Biochemical and physicochemical characterization of collagen-synthesizing polyribosomes.

Synthesis of collagen on polyribosomes has been demonstrated in vitro in chick embryo corium by radioisotope incorporation, zone centrifugation through sucrose gradients, and analytical ultracentrifugation. Collagen synthesis was associated with polyribosomes ranging in size, as reflected by their sedimentation constants, from about 180S to approximately 1600S. Most of the newly formed collagen, hydroxyproline, was present on the largest polyribosome aggregates ( approximately 350-1600S), but small polyribosomes ( approximately 180-200S) also contained collagen. On the basis of the proline-(14)C/hydroxyproline-(14)C ratios and the disrupting effect of collagenase, the proposal is made that the 350-1600S polyribosomes from this tissue are involved predominantly in collagen synthesis.

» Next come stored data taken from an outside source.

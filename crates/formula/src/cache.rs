// SPDX-License-Identifier: AGPL-3.0-or-later
// Copyright (c) 2025 Gridbase

use std::collections::HashSet;
use std::sync::Arc;

use dashmap::DashMap;
use gridbase_sql::Dialect;
use tracing::trace;

use crate::{FormulaNode, Result, parse};

/// A parsed formula with its resolved identifier set, shared immutably.
#[derive(Debug, Clone, PartialEq)]
pub struct CompiledFormula {
	pub ast: FormulaNode,
	/// Column titles the expression references; drives invalidation
	/// when a referenced column is renamed, retyped or deleted.
	pub dependencies: HashSet<String>,
}

/// Process-wide cache of compiled formulas keyed by `(expression,
/// dialect)`. Entries are immutable and replaced wholesale, mirroring the
/// metadata cache's copy-on-write discipline.
#[derive(Debug, Default)]
pub struct FormulaCache {
	entries: DashMap<(String, Dialect), Arc<CompiledFormula>>,
}

impl FormulaCache {
	pub fn new() -> Self {
		Self::default()
	}

	/// Parse-or-reuse. Parse failures propagate and are never cached.
	pub fn compile(&self, expression: &str, dialect: Dialect) -> Result<Arc<CompiledFormula>> {
		let key = (expression.to_string(), dialect);
		if let Some(compiled) = self.entries.get(&key) {
			return Ok(Arc::clone(compiled.value()));
		}

		let ast = parse(expression)?;
		let compiled = Arc::new(CompiledFormula {
			dependencies: ast.identifiers(),
			ast,
		});
		self.entries.insert(key, Arc::clone(&compiled));
		Ok(compiled)
	}

	/// Drop every compiled formula that references `column_title`.
	/// Called by metadata mutators on rename/retype/delete, before the
	/// mutation returns.
	pub fn invalidate_dependents(&self, column_title: &str) {
		trace!(column_title, "formula cache invalidation");
		self.entries.retain(|_, compiled| !compiled.dependencies.contains(column_title));
	}

	pub fn clear(&self) {
		self.entries.clear();
	}

	pub fn len(&self) -> usize {
		self.entries.len()
	}

	pub fn is_empty(&self) -> bool {
		self.entries.is_empty()
	}
}

#[cfg(test)]
mod tests {
	use super::*;

	#[test]
	fn test_compile_caches_per_dialect() {
		let cache = FormulaCache::new();
		let first = cache.compile("a + b", Dialect::Postgres).unwrap();
		let again = cache.compile("a + b", Dialect::Postgres).unwrap();
		assert!(Arc::ptr_eq(&first, &again));

		cache.compile("a + b", Dialect::Sqlite).unwrap();
		assert_eq!(cache.len(), 2);
	}

	#[test]
	fn test_dependencies_collected() {
		let cache = FormulaCache::new();
		let compiled = cache.compile("CONCAT(first, ' ', last)", Dialect::Sqlite).unwrap();
		assert_eq!(compiled.dependencies, HashSet::from(["first".to_string(), "last".to_string()]));
	}

	#[test]
	fn test_invalidate_dependents() {
		let cache = FormulaCache::new();
		cache.compile("price * qty", Dialect::Postgres).unwrap();
		cache.compile("a + b", Dialect::Postgres).unwrap();

		cache.invalidate_dependents("price");

		assert_eq!(cache.len(), 1);
		assert!(cache.compile("a + b", Dialect::Postgres).is_ok());
	}

	#[test]
	fn test_parse_failure_not_cached() {
		let cache = FormulaCache::new();
		assert!(cache.compile("a +", Dialect::Postgres).is_err());
		assert!(cache.is_empty());
	}
}
// SPDX-License-Identifier: AGPL-3.0-or-later
// Copyright (c) 2025 Gridbase

use std::fmt::{self, Display, Formatter};

use serde::{Deserialize, Serialize};

macro_rules! string_id {
	($name:ident) => {
		#[derive(Clone, Debug, PartialEq, Eq, Hash, PartialOrd, Ord, Serialize, Deserialize)]
		#[serde(transparent)]
		pub struct $name(pub String);

		impl $name {
			pub fn as_str(&self) -> &str {
				&self.0
			}
		}

		impl Display for $name {
			fn fmt(&self, f: &mut Formatter<'_>) -> fmt::Result {
				f.write_str(&self.0)
			}
		}

		impl From<&str> for $name {
			fn from(value: &str) -> Self {
				Self(value.to_string())
			}
		}

		impl From<String> for $name {
			fn from(value: String) -> Self {
				Self(value)
			}
		}
	};
}

string_id!(TableId);
string_id!(ColumnId);
string_id!(ViewId);
string_id!(SourceId);

#[cfg(test)]
mod tests {
	use super::*;

	#[test]
	fn test_display_and_from() {
		let id = TableId::from("tbl_9f2");
		assert_eq!(id.to_string(), "tbl_9f2");
		assert_eq!(id, TableId("tbl_9f2".to_string()));
	}

	#[test]
	fn test_serde_transparent() {
		let id = ColumnId::from("col_1");
		let json = serde_json::to_string(&id).unwrap();
		assert_eq!(json, "\"col_1\"");
		let back: ColumnId = serde_json::from_str(&json).unwrap();
		assert_eq!(back, id);
	}
}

The large polyribosomes are disrupted extensively by collagenase but only partially by ribonuclease and trypsin. Therefore, it appears that they are stabilized by the interaction of newly forming collagen chains. Evidence is presented consistent with the hypothesis that these large polyribosomes are formed by the aggregation of small polyribosomes (180-200S) through the interaction of collagen polypeptides. It is suggested that these small polyribosomes might be involved in the synthesis of subunits of the collagen alpha chain.